This document is going nowhere.  I've deleted it and I'll have to start over.  I seem to be having trouble focussing today.  I think maybe I'm depressed.  It just seems like a lot of things are going wrong.  Also, I am still greiving, I'm constantly catching myself brooding.

I think I need to take a walk outside for a little while.

View Article  Virginia Tech Shooting Spree

I always knew that one day the horror that was Columbine would be surpassed.  I just hoped it would never happen in my lifetime, and I didn't expect it to be this bad.

To the families of those killed and wounded at Virginia Tech today, my sorrowful condolonces.  This is just awful.

View Article  So, Where've You Been?

During my long convalescence I had been pretty blue about not receiving any get well (or later) any sympathy cards or calls from people at work.  Just the same I've been eager to get back and see my coworker friends.  I'm not 100% better yet, but strong enough to work, and so today is my first day back on the job.

Everybody was happy to see me.

Nearly everybody had no idea where I had been.  People had assumed I was working an offsite project or something.

Most apparently didn't know my father had passed away.

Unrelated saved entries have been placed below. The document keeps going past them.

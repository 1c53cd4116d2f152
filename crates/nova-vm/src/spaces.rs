//! Memory spaces addressable by the DMA and blitter engines.
//!
//! A `SpaceView` borrows the bus-owned planes for the duration of one
//! `advance_cycles` call; the engines never hold references across calls.

use crate::vgc::Vgc;
use crate::xmc::Xmc;

/// Space selectors shared by DMA and blitter registers.
#[derive(Debug, Clone, Copy, PartialEq, Eq)]
pub enum MemSpace {
    CpuRam = 0,
    VgcChar = 1,
    VgcColor = 2,
    VgcGfx = 3,
    VgcSprite = 4,
    Xram = 5,
}

impl MemSpace {
    /// Decode a space selector register value.
    #[must_use]
    pub fn from_reg(value: u8) -> Option<Self> {
        match value {
            0 => Some(Self::CpuRam),
            1 => Some(Self::VgcChar),
            2 => Some(Self::VgcColor),
            3 => Some(Self::VgcGfx),
            4 => Some(Self::VgcSprite),
            5 => Some(Self::Xram),
            _ => None,
        }
    }
}

/// ROM body start: CPU RAM above this is not a writable DMA destination.
const ROM_BASE: usize = 0xC000;

/// Borrowed view over every DMA-addressable plane.
pub struct SpaceView<'a> {
    pub ram: &'a mut [u8],
    pub vgc: &'a mut Vgc,
    pub xmc: &'a mut Xmc,
}

impl SpaceView<'_> {
    /// Length of a space in bytes.
    #[must_use]
    pub fn len(&self, space: MemSpace) -> usize {
        match space {
            MemSpace::CpuRam => self.ram.len(),
            MemSpace::VgcChar => self.vgc.space_len(0),
            MemSpace::VgcColor => self.vgc.space_len(1),
            MemSpace::VgcGfx => self.vgc.space_len(2),
            MemSpace::VgcSprite => self.vgc.space_len(3),
            MemSpace::Xram => self.xmc.xram_len(),
        }
    }

    /// Read one byte, `None` past the end of the space.
    #[must_use]
    pub fn try_read(&self, space: MemSpace, offset: usize) -> Option<u8> {
        match space {
            MemSpace::CpuRam => self.ram.get(offset).copied(),
            MemSpace::VgcChar => self.vgc.space_read(0, offset),
            MemSpace::VgcColor => self.vgc.space_read(1, offset),
            MemSpace::VgcGfx => self.vgc.space_read(2, offset),
            MemSpace::VgcSprite => self.vgc.space_read(3, offset),
            MemSpace::Xram => self.xmc.xram_read(offset),
        }
    }

    /// Write one byte; false past the end or into a protected range.
    pub fn try_write(&mut self, space: MemSpace, offset: usize, value: u8) -> bool {
        match space {
            MemSpace::CpuRam => {
                if offset >= ROM_BASE {
                    return false;
                }
                if let Some(slot) = self.ram.get_mut(offset) {
                    *slot = value;
                    true
                } else {
                    false
                }
            }
            MemSpace::VgcChar => self.vgc.space_write(0, offset, value),
            MemSpace::VgcColor => self.vgc.space_write(1, offset, value),
            MemSpace::VgcGfx => self.vgc.space_write(2, offset, value),
            MemSpace::VgcSprite => self.vgc.space_write(3, offset, value),
            MemSpace::Xram => self.xmc.xram_write(offset, value),
        }
    }

    /// True when `[offset, offset + len)` is a writable run of the space.
    #[must_use]
    pub fn can_write_range(&self, space: MemSpace, offset: usize, len: usize) -> bool {
        let Some(end) = offset.checked_add(len) else {
            return false;
        };
        match space {
            MemSpace::CpuRam => end <= ROM_BASE,
            _ => end <= self.len(space),
        }
    }
}
//! Machine configuration: ROM image and runtime knobs.

use std::path::PathBuf;

use nova_core::ClockConfig;

/// ROM image size ($C000-$FFFF).
pub const ROM_SIZE: usize = 0x4000;

/// Configuration for constructing a NovaVM instance.
///
/// The three runtime knobs (`cpu_hz`, `turbo`, `timing_log`) live on the
/// clock config; everything else is fixed machine shape.
pub struct VmConfig {
    /// ROM image, copied to $C000-$FFFF at boot (padded with zeros).
    pub rom: Vec<u8>,
    /// CPU clock and scheduler behaviour.
    pub clock: ClockConfig,
    /// Audio output sample rate in Hz.
    pub sample_rate: u32,
    /// Expansion RAM size in KiB.
    pub xram_kb: u32,
    /// Root directory for the file I/O controller.
    pub files_root: PathBuf,
}

impl VmConfig {
    /// Defaults: 12 MHz, 60 Hz frames, 44.1 kHz audio, 512 KiB XRAM,
    /// files under `./files`.
    #[must_use]
    pub fn new(rom: Vec<u8>) -> Self {
        Self {
            rom,
            clock: ClockConfig::default(),
            sample_rate: 44_100,
            xram_kb: 512,
            files_root: PathBuf::from("files"),
        }
    }

    /// Apply the environment knobs `NOVA_CPU_HZ`, `NOVA_TURBO` and
    /// `NOVA_TIMING_LOG`.
    #[must_use]
    pub fn from_env(rom: Vec<u8>) -> Self {
        let mut config = Self::new(rom);
        if let Ok(hz) = std::env::var("NOVA_CPU_HZ") {
            if let Ok(hz) = hz.parse::<u64>() {
                config.clock.cpu_hz = hz.max(1);
            }
        }
        config.clock.turbo = env_flag("NOVA_TURBO");
        config.clock.timing_log = env_flag("NOVA_TIMING_LOG");
        config
    }
}

fn env_flag(name: &str) -> bool {
    std::env::var(name)
        .map(|v| !v.is_empty() && v != "0" && v.to_lowercase() != "false")
        .unwrap_or(false)
}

Y'know, I've worked in offices where if you were sick for an extended period, you could count on e-mails, phone calls, sympathy cards, and letters of support from your coworkers.  Likewise for bereavement.

This used to be one of them.

It's amazing how the place has changed.  When I came back I found out one of the people in QA that I liked to work with was gone.  No farewell e-mail, no announcement, in fact nobody went around to tell her closest friends that she was no longer with the company.  How did I find out?  By sending her an e-mail to ask how she was doing and to let her know I was back.

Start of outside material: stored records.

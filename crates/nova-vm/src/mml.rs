//! Music Macro Language parser.
//!
//! Text scores become a finite event stream. A whole note is 384 ticks, so
//! `C4` is a 96-tick quarter. Octave, default length and accidentals are
//! resolved at parse time; tempo, instrument and effect changes pass
//! through as events for the engine.
//!
//! Syntax: notes `A`-`G` with `#`/`+`/`-` accidentals, optional length
//! denominator, dots, and `&` ties; `R` rests; `O`/`<`/`>` octave;
//! `L` default length; `T` tempo; `I` instrument; `~n` vibrato depth;
//! `Pnnn` pulse width and `P+`/`P-`/`P0` sweep; `Fc;r` filter cutoff and
//! resonance; `M0/M1/M2/M4` filter mode; `S+`/`S-`/`S0` filter sweep;
//! `/` marks the next note as a portamento target; `{CEG}4` arpeggio;
//! `[...]n` loops. Loops are expanded textually (bracketed by sentinel
//! runs) before tokenisation, so the event stream is always finite.

use thiserror::Error;

/// Ticks per whole note.
pub const TICKS_PER_WHOLE: u32 = 384;

/// Default octave at the start of a track.
const DEFAULT_OCTAVE: i32 = 4;
/// Default length denominator (quarter notes).
const DEFAULT_LEN: u32 = 4;

/// A parsed score event.
#[derive(Debug, Clone, PartialEq, Eq)]
pub enum Event {
    NoteOn { midi: u8, ticks: u32 },
    Rest { ticks: u32 },
    ArpStart { count: u8, ticks: u32, notes: Vec<u8> },
    SetTempo(u16),
    SetInstrument(u8),
    SetVibrato(u8),
    SetPulseWidth(u16),
    /// +1 up, -1 down, 0 off.
    PwmSweep(i8),
    /// The next `NoteOn` is a portamento target.
    Portamento,
    SetFilterCutoff { cutoff: u8, resonance: u8 },
    /// 0 off, 1 low-pass, 2 band-pass, 4 high-pass.
    FilterMode(u8),
    FilterSweep(i8),
    /// Loop sentinels survive expansion as markers; zero-tick no-ops.
    LoopStart(u8),
    LoopEnd(u8),
}

/// Parse failures. Callers typically degrade to an empty event list.
#[derive(Debug, Clone, PartialEq, Eq, Error)]
pub enum MmlError {
    #[error("unexpected character {0:?} at offset {1}")]
    Unexpected(char, usize),
    #[error("unbalanced loop brackets")]
    UnbalancedLoop,
    #[error("empty arpeggio braces")]
    EmptyArp,
    #[error("bad filter spec (expected Fcutoff;resonance)")]
    BadFilter,
}

/// Parse one MML track into events.
pub fn parse(src: &str) -> Result<Vec<Event>, MmlError> {
    let expanded = expand_loops(src)?;
    tokenize(&expanded)
}

/// Rewrite `[ ... ]n` into the body repeated n times, bracketed by
/// `(n ... )n` sentinels, innermost loops first. Missing counts repeat
/// twice.
fn expand_loops(src: &str) -> Result<String, MmlError> {
    let mut text: Vec<char> = src.chars().collect();
    loop {
        // Innermost '[': the last one before the first ']'
        let Some(close) = text.iter().position(|&c| c == ']') else {
            if text.contains(&'[') {
                return Err(MmlError::UnbalancedLoop);
            }
            return Ok(text.into_iter().collect());
        };
        let open = text[..close]
            .iter()
            .rposition(|&c| c == '[')
            .ok_or(MmlError::UnbalancedLoop)?;

        let body: String = text[open + 1..close].iter().collect();

        // Repeat count digits after ']'
        let mut digits = String::new();
        let mut after = close + 1;
        while after < text.len() && text[after].is_ascii_digit() {
            digits.push(text[after]);
            after += 1;
        }
        let count: u32 = if digits.is_empty() {
            2
        } else {
            digits.parse().unwrap_or(2)
        };

        let mut replacement = format!("({count}");
        for _ in 0..count {
            replacement.push_str(&body);
        }
        replacement.push_str(&format!("){count}"));

        let mut next: Vec<char> = text[..open].to_vec();
        next.extend(replacement.chars());
        next.extend_from_slice(&text[after..]);
        text = next;
    }
}

struct Tokenizer {
    chars: Vec<char>,
    pos: usize,
}

impl Tokenizer {
    fn peek(&self) -> Option<char> {
        self.chars.get(self.pos).copied()
    }

    fn bump(&mut self) -> Option<char> {
        let c = self.peek();
        if c.is_some() {
            self.pos += 1;
        }
        c
    }

    fn skip_ws(&mut self) {
        while matches!(self.peek(), Some(c) if c.is_whitespace() || c == '|') {
            self.pos += 1;
        }
    }

    fn number(&mut self) -> Option<u32> {
        let start = self.pos;
        while matches!(self.peek(), Some(c) if c.is_ascii_digit()) {
            self.pos += 1;
        }
        if self.pos == start {
            return None;
        }
        self.chars[start..self.pos]
            .iter()
            .collect::<String>()
            .parse()
            .ok()
    }

    /// Length denominator + dots + ties, as ticks.
    fn duration(&mut self, default_len: u32) -> u32 {
        let denom = self.number().unwrap_or(default_len).clamp(1, 64);
        let mut ticks = TICKS_PER_WHOLE / denom;
        while self.peek() == Some('.') {
            self.pos += 1;
            ticks = ticks * 3 / 2;
        }
        ticks
    }

    /// Note letter (+ accidental) to a semitone within the octave.
    fn semitone(&mut self, letter: char) -> i32 {
        let base = match letter {
            'C' => 0,
            'D' => 2,
            'E' => 4,
            'F' => 5,
            'G' => 7,
            'A' => 9,
            _ => 11, // B
        };
        match self.peek() {
            Some('#' | '+') => {
                self.pos += 1;
                base + 1
            }
            Some('-') => {
                self.pos += 1;
                base - 1
            }
            _ => base,
        }
    }
}

fn midi_note(octave: i32, semitone: i32) -> u8 {
    ((octave + 1) * 12 + semitone).clamp(0, 127) as u8
}

#[allow(clippy::too_many_lines)]
fn tokenize(src: &str) -> Result<Vec<Event>, MmlError> {
    let mut t = Tokenizer {
        chars: src.to_uppercase().chars().collect(),
        pos: 0,
    };
    let mut events = Vec::new();
    let mut octave = DEFAULT_OCTAVE;
    let mut default_len = DEFAULT_LEN;

    loop {
        t.skip_ws();
        let at = t.pos;
        let Some(c) = t.bump() else {
            return Ok(events);
        };
        match c {
            'C' | 'D' | 'E' | 'F' | 'G' | 'A' | 'B' => {
                // 'F' doubles as the filter command when followed by a
                // cutoff;resonance pair
                if c == 'F' && is_filter_spec(&t) {
                    let cutoff = t.number().ok_or(MmlError::BadFilter)?;
                    if t.bump() != Some(';') {
                        return Err(MmlError::BadFilter);
                    }
                    let resonance = t.number().ok_or(MmlError::BadFilter)?;
                    events.push(Event::SetFilterCutoff {
                        cutoff: cutoff.min(255) as u8,
                        resonance: resonance.min(15) as u8,
                    });
                    continue;
                }
                let semi = t.semitone(c);
                let mut ticks = t.duration(default_len);
                // Ties: `&` plus an optional repeated pitch adds duration
                loop {
                    t.skip_ws();
                    if t.peek() != Some('&') {
                        break;
                    }
                    t.pos += 1;
                    t.skip_ws();
                    if matches!(t.peek(), Some('C' | 'D' | 'E' | 'G' | 'A' | 'B' | 'F')) {
                        let letter = t.bump().unwrap_or('C');
                        let _ = t.semitone(letter);
                    }
                    ticks += t.duration(default_len);
                }
                events.push(Event::NoteOn {
                    midi: midi_note(octave, semi),
                    ticks,
                });
            }
            'R' => {
                let ticks = t.duration(default_len);
                events.push(Event::Rest { ticks });
            }
            'O' => {
                octave = t.number().unwrap_or(DEFAULT_OCTAVE as u32).min(8) as i32;
            }
            '>' => octave = (octave + 1).min(8),
            '<' => octave = (octave - 1).max(0),
            'L' => {
                default_len = t.number().unwrap_or(DEFAULT_LEN).clamp(1, 64);
            }
            'T' => {
                let bpm = t.number().unwrap_or(120).clamp(20, 999);
                events.push(Event::SetTempo(bpm as u16));
            }
            'I' => {
                let id = t.number().unwrap_or(0).min(15);
                events.push(Event::SetInstrument(id as u8));
            }
            '~' => {
                let depth = t.number().unwrap_or(0).min(255);
                events.push(Event::SetVibrato(depth as u8));
            }
            'P' => match t.peek() {
                Some('+') => {
                    t.pos += 1;
                    events.push(Event::PwmSweep(1));
                }
                Some('-') => {
                    t.pos += 1;
                    events.push(Event::PwmSweep(-1));
                }
                Some('0') if t.chars.get(t.pos + 1).is_none_or(|c| !c.is_ascii_digit()) => {
                    t.pos += 1;
                    events.push(Event::PwmSweep(0));
                }
                _ => {
                    let pw = t.number().ok_or(MmlError::Unexpected('P', at))?;
                    events.push(Event::SetPulseWidth((pw & 0xFFF) as u16));
                }
            },
            'M' => {
                let mode = t.number().ok_or(MmlError::Unexpected('M', at))?;
                if !matches!(mode, 0 | 1 | 2 | 4) {
                    return Err(MmlError::BadFilter);
                }
                events.push(Event::FilterMode(mode as u8));
            }
            'S' => match t.bump() {
                Some('+') => events.push(Event::FilterSweep(1)),
                Some('-') => events.push(Event::FilterSweep(-1)),
                Some('0') => events.push(Event::FilterSweep(0)),
                _ => return Err(MmlError::Unexpected('S', at)),
            },
            '/' => events.push(Event::Portamento),
            '{' => {
                let mut notes = Vec::new();
                loop {
                    t.skip_ws();
                    match t.bump() {
                        Some('}') => break,
                        Some(l @ ('C' | 'D' | 'E' | 'F' | 'G' | 'A' | 'B')) => {
                            let semi = t.semitone(l);
                            notes.push(midi_note(octave, semi));
                        }
                        Some(other) => return Err(MmlError::Unexpected(other, t.pos - 1)),
                        None => return Err(MmlError::EmptyArp),
                    }
                }
                if notes.is_empty() {
                    return Err(MmlError::EmptyArp);
                }
                let ticks = t.duration(default_len);
                events.push(Event::ArpStart {
                    count: notes.len() as u8,
                    ticks,
                    notes,
                });
            }
            '(' => {
                let count = t.number().unwrap_or(0).min(255);
                events.push(Event::LoopStart(count as u8));
            }
            ')' => {
                let count = t.number().unwrap_or(0).min(255);
                events.push(Event::LoopEnd(count as u8));
            }
            other => return Err(MmlError::Unexpected(other, at)),
        }
    }
}

/// A filter spec follows `F` when digits lead to a semicolon.
fn is_filter_spec(t: &Tokenizer) -> bool {
    let mut pos = t.pos;
    let mut saw_digit = false;
    while let Some(&c) = t.chars.get(pos) {
        if c.is_ascii_digit() {
            saw_digit = true;
            pos += 1;
        } else {
            return saw_digit && c == ';';
        }
    }
    false
}

#[cfg(test)]
mod tests {
    use super::*;

    fn notes(events: &[Event]) -> Vec<(u8, u32)> {
        events
            .iter()
            .filter_map(|e| match e {
                Event::NoteOn { midi, ticks } => Some((*midi, *ticks)),
                _ => None,
            })
            .collect()
    }

    #[test]
    fn quarter_notes_at_default_octave() {
        let events = parse("L4 C4 D E F").expect("parse");
        assert_eq!(
            notes(&events),
            vec![(60, 96), (62, 96), (64, 96), (65, 96)]
        );
    }

    #[test]
    fn accidentals_and_octave_shifts() {
        let events = parse("O5 C# < B-").expect("parse");
        assert_eq!(notes(&events), vec![(73, 96), (70, 96)]);
    }

    #[test]
    fn dotted_duration_is_half_again() {
        let events = parse("C4.").expect("parse");
        assert_eq!(notes(&events), vec![(60, 144)]);
    }

    #[test]
    fn tie_adds_durations() {
        let events = parse("C4&4").expect("parse");
        assert_eq!(notes(&events), vec![(60, 192)]);
        let events = parse("C4 & C8").expect("parse");
        assert_eq!(notes(&events), vec![(60, 96 + 48)]);
    }

    #[test]
    fn rest_has_duration() {
        let events = parse("R2").expect("parse");
        assert_eq!(events, vec![Event::Rest { ticks: 192 }]);
    }

    #[test]
    fn loop_expansion_repeats_body() {
        let events = parse("[CD]2E").expect("parse");
        let pitches: Vec<u8> = notes(&events).iter().map(|&(m, _)| m).collect();
        assert_eq!(pitches, vec![60, 62, 60, 62, 64]);
        // Sentinels survive as zero-tick markers
        assert!(events.contains(&Event::LoopStart(2)));
        assert!(events.contains(&Event::LoopEnd(2)));
    }

    #[test]
    fn nested_loops_expand_inner_first() {
        let events = parse("[C[D]2]2").expect("parse");
        let pitches: Vec<u8> = notes(&events).iter().map(|&(m, _)| m).collect();
        assert_eq!(pitches, vec![60, 62, 62, 60, 62, 62]);
    }

    #[test]
    fn unbalanced_loop_fails() {
        assert_eq!(parse("[CD"), Err(MmlError::UnbalancedLoop));
        assert_eq!(parse("CD]2"), Err(MmlError::UnbalancedLoop));
    }

    #[test]
    fn tempo_instrument_vibrato() {
        let events = parse("T140 I3 ~12 C").expect("parse");
        assert_eq!(events[0], Event::SetTempo(140));
        assert_eq!(events[1], Event::SetInstrument(3));
        assert_eq!(events[2], Event::SetVibrato(12));
    }

    #[test]
    fn pulse_width_and_sweep() {
        let events = parse("P2048 P+ P- P0").expect("parse");
        assert_eq!(events[0], Event::SetPulseWidth(2048 & 0xFFF));
        assert_eq!(events[1], Event::PwmSweep(1));
        assert_eq!(events[2], Event::PwmSweep(-1));
        assert_eq!(events[3], Event::PwmSweep(0));
    }

    #[test]
    fn filter_events() {
        let events = parse("F128;7 M1 S+ S0").expect("parse");
        assert_eq!(
            events[0],
            Event::SetFilterCutoff {
                cutoff: 128,
                resonance: 7
            }
        );
        assert_eq!(events[1], Event::FilterMode(1));
        assert_eq!(events[2], Event::FilterSweep(1));
        assert_eq!(events[3], Event::FilterSweep(0));
    }

    #[test]
    fn f_note_still_parses_as_a_note() {
        let events = parse("F8").expect("parse");
        assert_eq!(notes(&events), vec![(65, 48)]);
    }

    #[test]
    fn portamento_marks_next_note() {
        let events = parse("C /G").expect("parse");
        assert_eq!(events[0], Event::NoteOn { midi: 60, ticks: 96 });
        assert_eq!(events[1], Event::Portamento);
        assert_eq!(events[2], Event::NoteOn { midi: 67, ticks: 96 });
    }

    #[test]
    fn arpeggio_collects_notes() {
        let events = parse("{CEG}4").expect("parse");
        assert_eq!(
            events[0],
            Event::ArpStart {
                count: 3,
                ticks: 96,
                notes: vec![60, 64, 67]
            }
        );
    }

    #[test]
    fn garbage_is_a_parse_error() {
        assert!(parse("C D ? E").is_err());
    }
}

Your message did not reach some or all of the intended
recipients.
Subject: Hey There! Sent: 4/2/2007 11:17 AM





The following recipient(s) could not be reached:
'Name Omitted' on 4/2/2007 11:17 AM 550 5.1.1 <NOMITTED@MYEMPLOYER.COM>... User unknown

 -- *sigh*.

View Article  At Some Point Things Are Supposed to Get Better, Right?

These last couple months have just been awful.  Things seem to keep going wrong.  I'm at the point where I'm beginning to wonder if I've simply been an anomaly up until February... inordinately blessed, and a sadder and more unfortunate life is actually the norm for me.

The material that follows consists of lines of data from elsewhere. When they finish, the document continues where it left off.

// Copyright 2025 Ojima Abraham
// SPDX-License-Identifier: Apache-2.0

//! Prefix-to-range translation.
//!
//! Ordered engines iterate over byte ranges, not "starts-with" predicates.
//! A prefix `P` is translated into the half-open range `[P, U)` where `U` is
//! the smallest byte string greater than every string beginning with `P`.
//!
//! ```text
//! prefix          upper bound
//! "key"       ->  "kez"
//! [0x01 0xFF] ->  [0x02]
//! [0xFF 0xFF] ->  none (scan to end of key-space)
//! []          ->  none (every key matches)
//! ```

use std::ops::Bound;

use super::Key;

/// Computes the exclusive upper bound for a prefix scan.
///
/// Returns `None` when no finite bound exists, i.e. the prefix is empty or
/// consists only of `0xFF` bytes. The scan is then bounded only below.
pub fn prefix_upper_bound(prefix: &[u8]) -> Option<Vec<u8>> {
    let mut end = prefix.to_vec();
    for i in (0..end.len()).rev() {
        end[i] = end[i].wrapping_add(1);
        if end[i] != 0 {
            end.truncate(i + 1);
            return Some(end);
        }
    }
    None
}

/// The half-open key range `[lower, upper)` covered by a prefix.
#[derive(Debug, Clone, PartialEq, Eq)]
pub struct PrefixRange {
    lower: Vec<u8>,
    upper: Option<Vec<u8>>,
}

impl PrefixRange {
    /// Builds the range of every key beginning with `prefix`.
    pub fn new(prefix: &[u8]) -> Self {
        Self {
            lower: prefix.to_vec(),
            upper: prefix_upper_bound(prefix),
        }
    }

    /// Inclusive lower bound (the prefix itself).
    #[inline]
    pub fn lower(&self) -> &[u8] {
        &self.lower
    }

    /// Exclusive upper bound, or `None` if the range runs to the end.
    #[inline]
    pub fn upper(&self) -> Option<&[u8]> {
        self.upper.as_deref()
    }

    /// Returns true if `key` lies inside the range.
    pub fn contains(&self, key: &[u8]) -> bool {
        if key < self.lower.as_slice() {
            return false;
        }
        match &self.upper {
            Some(upper) => key < upper.as_slice(),
            None => true,
        }
    }

    /// Converts the range into bounds usable with ordered std collections.
    pub fn to_bounds(&self) -> (Bound<Key>, Bound<Key>) {
        let lower = Bound::Included(Key::new(self.lower.clone()));
        let upper = match &self.upper {
            Some(upper) => Bound::Excluded(Key::new(upper.clone())),
            None => Bound::Unbounded,
        };
        (lower, upper)
    }

    /// Splits the range into its raw bounds.
    pub fn into_parts(self) -> (Vec<u8>, Option<Vec<u8>>) {
        (self.lower, self.upper)
    }
}


#[cfg(test)]
mod proptests {
    use super::*;
    use proptest::prelude::*;

    // A narrow alphabet around the carry boundary keeps collisions frequent.
    fn edge_bytes(max_len: usize) -> impl Strategy<Value = Vec<u8>> {
        prop::collection::vec(prop::sample::select(vec![0x00u8, 0x01, 0x7F, 0xFE, 0xFF]), 0..max_len)
    }

    proptest! {
        #[test]
        fn bound_exceeds_every_extension(
            prefix in prop::collection::vec(any::<u8>(), 0..16),
            suffix in prop::collection::vec(any::<u8>(), 0..16),
        ) {
            if let Some(upper) = prefix_upper_bound(&prefix) {
                let mut key = prefix.clone();
                key.extend_from_slice(&suffix);
                prop_assert!(key < upper);
                prop_assert!(!upper.starts_with(&prefix));
            } else {
                prop_assert!(prefix.iter().all(|b| *b == 0xFF));
            }
        }

        #[test]
        fn range_matches_exactly_the_prefixed_keys(
            prefix in edge_bytes(4),
            key in edge_bytes(6),
        ) {
            let range = PrefixRange::new(&prefix);
            prop_assert_eq!(range.contains(&key), key.starts_with(&prefix));
        }

        #[test]
        fn bound_is_tight(prefix in prop::collection::vec(any::<u8>(), 1..16)) {
            prop_assume!(prefix.iter().any(|b| *b != 0xFF));
            let upper = prefix_upper_bound(&prefix).unwrap();

            // The bound is no longer than the prefix and differs only in its last byte
            prop_assert!(upper.len() <= prefix.len());
            let last = upper.len() - 1;
            prop_assert_eq!(&upper[..last], &prefix[..last]);
            prop_assert_eq!(upper[last], prefix[last] + 1);
        }
    }
}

My Dad passed away, as you all know.  I had pneumonia and was mostly unable to work for two months.  A close relative of mine was robbed.  Last week my wife lost her job.  I go back to work today after being out sick for two months and I'm going to have to ask for some time off this week.  Why?  One of my teeth just fell apart yesterday.

I have an incredible anxiety about visiting dentists and this is why I never go.  Combine that with bad teeth and you get my horrible mouth.  But the tooth can't stay like this so I am going to have to go in.  Which means I can expect a recurring nightmare of dental visits for many months (not to mention the dental expenses at a time I can ill afford them).

Great.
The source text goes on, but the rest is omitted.